# 4in propress



## wyrickmech (Mar 16, 2013)

Have a job coming up with about 160 feet of 4 in copper down a hallway of a hospital. I am going to use propress anybody have any pointers on this. I have the tools but never pressed 4in.


----------



## huskyevert (Mar 9, 2012)

Since you've used the press fittings before you already know the regular tricks - marking the depth of the fitting hub on the pipe, being careful of the o-ring, being careful that the pipes don't go catawampus when the fitting gets crimped....

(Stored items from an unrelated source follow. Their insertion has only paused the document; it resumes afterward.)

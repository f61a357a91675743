use std::fmt;
use std::str::FromStr;

use bytemuck::{Pod, Zeroable};

/// The five fixed per-pixel byte layouts understood by every backend.
#[derive(Clone, Copy, Debug, PartialEq, Eq, Hash)]
pub enum PixelFormat {
    Grayscale,
    Rgb,
    Rgba,
    Bgr,
    Bgra,
}

impl PixelFormat {
    pub const ALL: [PixelFormat; 5] = [
        PixelFormat::Grayscale,
        PixelFormat::Rgb,
        PixelFormat::Rgba,
        PixelFormat::Bgr,
        PixelFormat::Bgra,
    ];

    pub fn bytes_per_pixel(self) -> usize {
        match self {
            PixelFormat::Grayscale => 1,
            PixelFormat::Rgb | PixelFormat::Bgr => 3,
            PixelFormat::Rgba | PixelFormat::Bgra => 4,
        }
    }

    pub fn has_alpha(self) -> bool {
        matches!(self, PixelFormat::Rgba | PixelFormat::Bgra)
    }

    pub fn name(self) -> &'static str {
        match self {
            PixelFormat::Grayscale => "grayscale",
            PixelFormat::Rgb => "rgb",
            PixelFormat::Rgba => "rgba",
            PixelFormat::Bgr => "bgr",
            PixelFormat::Bgra => "bgra",
        }
    }
}

impl fmt::Display for PixelFormat {
    fn fmt(&self, f: &mut fmt::Formatter<'_>) -> fmt::Result {
        f.write_str(self.name())
    }
}

impl FromStr for PixelFormat {
    type Err = String;

    fn from_str(s: &str) -> Result<Self, Self::Err> {
        match s.to_ascii_lowercase().as_str() {
            "gray" | "grayscale" => Ok(PixelFormat::Grayscale),
            "rgb" => Ok(PixelFormat::Rgb),
            "rgba" => Ok(PixelFormat::Rgba),
            "bgr" => Ok(PixelFormat::Bgr),
            "bgra" => Ok(PixelFormat::Bgra),
            other => Err(format!(
                "unknown pixel format '{other}' (expected grayscale, rgb, rgba, bgr or bgra)"
            )),
        }
    }
}

pub type GrayscalePixel = u8;

#[repr(C)]
#[derive(Clone, Copy, Debug, Default, PartialEq, Eq, Pod, Zeroable)]
pub struct RgbPixel {
    pub r: u8,
    pub g: u8,
    pub b: u8,
}

#[repr(C)]
#[derive(Clone, Copy, Debug, Default, PartialEq, Eq, Pod, Zeroable)]
pub struct RgbaPixel {
    pub r: u8,
    pub g: u8,
    pub b: u8,
    pub a: u8,
}

#[repr(C)]
#[derive(Clone, Copy, Debug, Default, PartialEq, Eq, Pod, Zeroable)]
pub struct BgrPixel {
    pub b: u8,
    pub g: u8,
    pub r: u8,
}

#[repr(C)]
#[derive(Clone, Copy, Debug, Default, PartialEq, Eq, Pod, Zeroable)]
pub struct BgraPixel {
    pub b: u8,
    pub g: u8,
    pub r: u8,
    pub a: u8,
}

impl RgbPixel {
    pub const fn new(r: u8, g: u8, b: u8) -> Self {
        Self { r, g, b }
    }
}

impl RgbaPixel {
    pub const fn new(r: u8, g: u8, b: u8, a: u8) -> Self {
        Self { r, g, b, a }
    }
}

impl BgrPixel {
    pub const fn new(b: u8, g: u8, r: u8) -> Self {
        Self { b, g, r }
    }
}

impl BgraPixel {
    pub const fn new(b: u8, g: u8, r: u8, a: u8) -> Self {
        Self { b, g, r, a }
    }
}
use std::fs;
use std::io::{Read, Write};
use std::path::{Path, PathBuf};

use thiserror::Error;

#[derive(Error, Debug)]
pub enum ModelResolveError {
    #[error("failed to create cache directory: {0}")]
    CacheDir(#[source] std::io::Error),
    #[error("download failed for {url}: {source}")]
    Download {
        url: String,
        #[source]
        source: reqwest::Error,
    },
    #[error("failed to write model to {path}: {source}")]
    Write {
        path: PathBuf,
        #[source]
        source: std::io::Error,
    },
    #[error("model {name} not found in cache or model directory")]
    NotFound { name: String },
    #[error("could not determine cache directory")]
    NoCacheDir,
}

/// Progress callback: `(bytes_downloaded, total_bytes)`.
/// `total_bytes` is 0 if the server didn't provide Content-Length.
pub type ProgressFn = Box<dyn Fn(u64, u64) + Send>;

/// Where and how to look for a model file.
pub struct ModelSource<'a> {
    pub name: &'a str,
    /// `None` for models that are never downloaded.
    pub url: Option<&'a str>,
    pub model_dir: Option<&'a Path>,
    pub allow_download: bool,
}

/// Resolve a model file by name, checking local locations before downloading.
///
/// Resolution order:
/// 1. Explicit model directory
/// 2. User cache directory (platform-specific)
/// 3. Download from URL to cache, when a URL exists and downloads are allowed
pub fn resolve(
    source: &ModelSource<'_>,
    progress: Option<ProgressFn>,
) -> Result<PathBuf, ModelResolveError> {
    if let Some(dir) = source.model_dir {
        let local = dir.join(source.name);
        if local.exists() {
            return Ok(local);
        }
    }

    let cache_dir = model_cache_dir()?;
    let cached_path = cache_dir.join(source.name);
    if cached_path.exists() {
        return Ok(cached_path);
    }

    match source.url {
        Some(url) if source.allow_download => {
            log::info!("Downloading {} from {url}", source.name);
            fs::create_dir_all(&cache_dir).map_err(ModelResolveError::CacheDir)?;
            download(url, &cached_path, progress)?;
            Ok(cached_path)
        }
        _ => Err(ModelResolveError::NotFound {
            name: source.name.to_string(),
        }),
    }
}

/// Platform-specific model cache directory.
///
/// - macOS: `~/Library/Application Support/ifd/models/`
/// - Linux: `$XDG_CACHE_HOME/ifd/models/` or `~/.cache/ifd/models/`
/// - Windows: `%LOCALAPPDATA%/ifd/models/`
pub fn model_cache_dir() -> Result<PathBuf, ModelResolveError> {
    #[cfg(target_os = "macos")]
    {
        dirs::data_dir()
            .map(|d| d.join("ifd").join("models"))
            .ok_or(ModelResolveError::NoCacheDir)
    }
    #[cfg(not(target_os = "macos"))]
    {
        dirs::cache_dir()
            .map(|d| d.join("ifd").join("models"))
            .ok_or(ModelResolveError::NoCacheDir)
    }
}

fn download(url: &str, dest: &Path, progress: Option<ProgressFn>) -> Result<(), ModelResolveError> {
    let temp_path = dest.with_extension("part");

    let result = download_inner(url, dest, &temp_path, progress);

    if result.is_err() {
        let _ = fs::remove_file(&temp_path);
    }

    result
}

fn download_inner(
    url: &str,
    dest: &Path,
    temp_path: &Path,
    progress: Option<ProgressFn>,
) -> Result<(), ModelResolveError> {
    let mut response = reqwest::blocking::get(url)
        .and_then(|r| r.error_for_status())
        .map_err(|e| ModelResolveError::Download {
            url: url.to_string(),
            source: e,
        })?;

    let total = response.content_length().unwrap_or(0);
    let mut downloaded: u64 = 0;

    let mut file = fs::File::create(temp_path).map_err(|e| ModelResolveError::Write {
        path: temp_path.to_path_buf(),
        source: e,
    })?;

    let mut buf = vec![0u8; 1024 * 1024];
    loop {
        let n = response
            .read(&mut buf)
            .map_err(|e| ModelResolveError::Write {
                path: temp_path.to_path_buf(),
                source: e,
            })?;
        if n == 0 {
            break;
        }
        file.write_all(&buf[..n])
            .map_err(|e| ModelResolveError::Write {
                path: temp_path.to_path_buf(),
                source: e,
            })?;
        downloaded += n as u64;
        if let Some(ref cb) = progress {
            cb(downloaded, total);
        }
    }

    file.flush().map_err(|e| ModelResolveError::Write {
        path: temp_path.to_path_buf(),
        source: e,
    })?;
    drop(file);

    fs::rename(temp_path, dest).map_err(|e| ModelResolveError::Write {
        path: dest.to_path_buf(),
        source: e,
    })?;

    Ok(())
}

The only difference I can think of based on the 3 or 4 times we've pressed large pipe is that we had to use the sawzall to cut pipe. I spent a lot of time with a file making sure those edges weren't going to mess up the o-ring.


----------



## TC27 (Mar 10, 2012)

portaband and a wrap around for fairly straight cuts, the saw will want to walk. and like what was previously mentioned, file the edges and mark your insertion. 

is it Nibco press? if so, the fitting/pipe shouldn't kick much.


----------



## Plumberman (Jul 7, 2008)

wyrickmech said:


> Have a job coming up with about 160 feet of 4 in copper down a hallway of a hospital. I am going to use propress anybody have any pointers on this. I have the tools but never pressed 4in.


File your ends

Mark your depth

Repeat 

Press on

It's all the same with small diameter pipe, main thing is like has been said get rid of your burs. We press 4in all the time.


----------



## 422 plumber (Jul 31, 2008)

I like filing as opposed to reaming, because filing makes little grains, reaming makes big slivers. I have had a lot of problems with the those curliques getting into the screwdriver stops or faucet cartridges.


----------



## Ryan M (Dec 8, 2013)

Use a silicone based grease on the oring.


----------



## 422 plumber (Jul 31, 2008)

Ryan M said:


> Use a silicone based grease on the oring.


That voids the warranty.


----------



## wyrickmech (Mar 16, 2013)

I was thinking of clearance issues,kick, and all the other stuff. I used to give little pep talks to guys that had dent done a particular job it always started with what ever you do don't do this. Lol they always knew it was from experience. The tool for pressing 4 in is something I'm renting so I haven't seen it so I am assuming a little. It is a hospital so there can be no mistakes, I wondered if I should order extra orings and fittings?


----------



## Rando (Dec 31, 2012)

I would say getting some extra fittings and o-rings is a good idea. 
We use Nibco and there is no noticable kick out on 4". 
I check the little screws on the chain after a few squeezes. They tend to loosen up and everything gets crooked on the fitting. I ended up getting some red Loctite and using it on them because it's such a problem.
Also if you're using the same Nibco gun in the pic watch for the little red LED lite that come's on if it needs to be recalibrated. It makes a difference.


----------



## Plumbus (Aug 4, 2008)

If hanging overhead, taking time to get the hangers properly set and the tube aligned is a good step in the right direction. No sense being in a hurry in a hospital where zero defect is a necessity.


----------



## wyrickmech (Mar 16, 2013)

Plumbus said:


> If hanging overhead, taking time to get the hangers properly set and the tube aligned is a good step in the right direction. No sense being in a hurry in a hospital where zero defect is a necessity.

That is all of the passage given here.